**Required action:** Return every line of the entries that includes the word "expect".

[Saved entries]
Content starts

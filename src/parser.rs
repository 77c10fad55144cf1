use std::sync::LazyLock;

use regex::Regex;

use crate::block::BlockKind;
use crate::error::MarkdownError;

static HEADING_RE: LazyLock<Regex> =
    LazyLock::new(|| Regex::new(r"^(#{1,6})\s+(.+)$").expect("valid heading regex"));

static UNORDERED_ITEM_RE: LazyLock<Regex> =
    LazyLock::new(|| Regex::new(r"^- .+$").expect("valid unordered item regex"));

static ORDERED_ITEM_RE: LazyLock<Regex> =
    LazyLock::new(|| Regex::new(r"^(\d+)\. .+").expect("valid ordered item regex"));

/// Split a document into blocks: chunks separated by blank lines, trimmed,
/// with empty chunks dropped (so runs of extra blank lines collapse).
pub fn split_blocks(markdown: &str) -> Vec<&str> {
    markdown
        .split("\n\n")
        .map(str::trim)
        .filter(|block| !block.is_empty())
        .collect()
}

/// The document title is the first block, which must be an h1 heading.
pub fn extract_title(markdown: &str) -> Result<String, MarkdownError> {
    let blocks = split_blocks(markdown);
    let header = blocks.first().ok_or(MarkdownError::MissingH1Header)?;
    header
        .strip_prefix("# ")
        .map(str::to_string)
        .ok_or(MarkdownError::MissingH1Header)
}

/// Determine the structural kind of a block. Total: any block that matches
/// no pattern is a paragraph.
///
/// Heading and code-fence shapes are only tried when the block starts with
/// their sentinel character; a block that starts with `#` or a backtick but
/// doesn't complete the pattern falls through to paragraph without being
/// tested against the line-based patterns.
pub fn classify(block: &str) -> BlockKind {
    match block.chars().next() {
        Some('#') => {
            if let Some(caps) = HEADING_RE.captures(block) {
                return BlockKind::Heading(caps[1].len() as u8);
            }
            BlockKind::Paragraph
        }
        Some('`') => {
            if block.starts_with("```") && block.ends_with("```") && block.chars().count() >= 6 {
                return BlockKind::CodeFence;
            }
            BlockKind::Paragraph
        }
        _ => classify_by_lines(block),
    }
}

fn classify_by_lines(block: &str) -> BlockKind {
    let lines: Vec<&str> = block.lines().filter(|line| !line.trim().is_empty()).collect();

    if lines.iter().all(|line| line.starts_with('>')) {
        return BlockKind::Quote;
    }
    if lines.iter().all(|line| UNORDERED_ITEM_RE.is_match(line)) {
        return BlockKind::UnorderedList;
    }
    // Ordered lists must count 1, 2, 3, ... — a gap or misorder disqualifies.
    let ordered = lines.iter().enumerate().all(|(i, line)| {
        ORDERED_ITEM_RE
            .captures(line)
            .and_then(|caps| caps[1].parse::<usize>().ok())
            .is_some_and(|n| n == i + 1)
    });
    if ordered {
        return BlockKind::OrderedList;
    }

    BlockKind::Paragraph
}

Content ends

**The answer:**
    LazyLock::new(|| Regex::new(r"^(#{1,6})\s+(.+)$").expect("valid heading regex"));
    LazyLock::new(|| Regex::new(r"^- .+$").expect("valid unordered item regex"));
    LazyLock::new(|| Regex::new(r"^(\d+)\. .+").expect("valid ordered item regex"));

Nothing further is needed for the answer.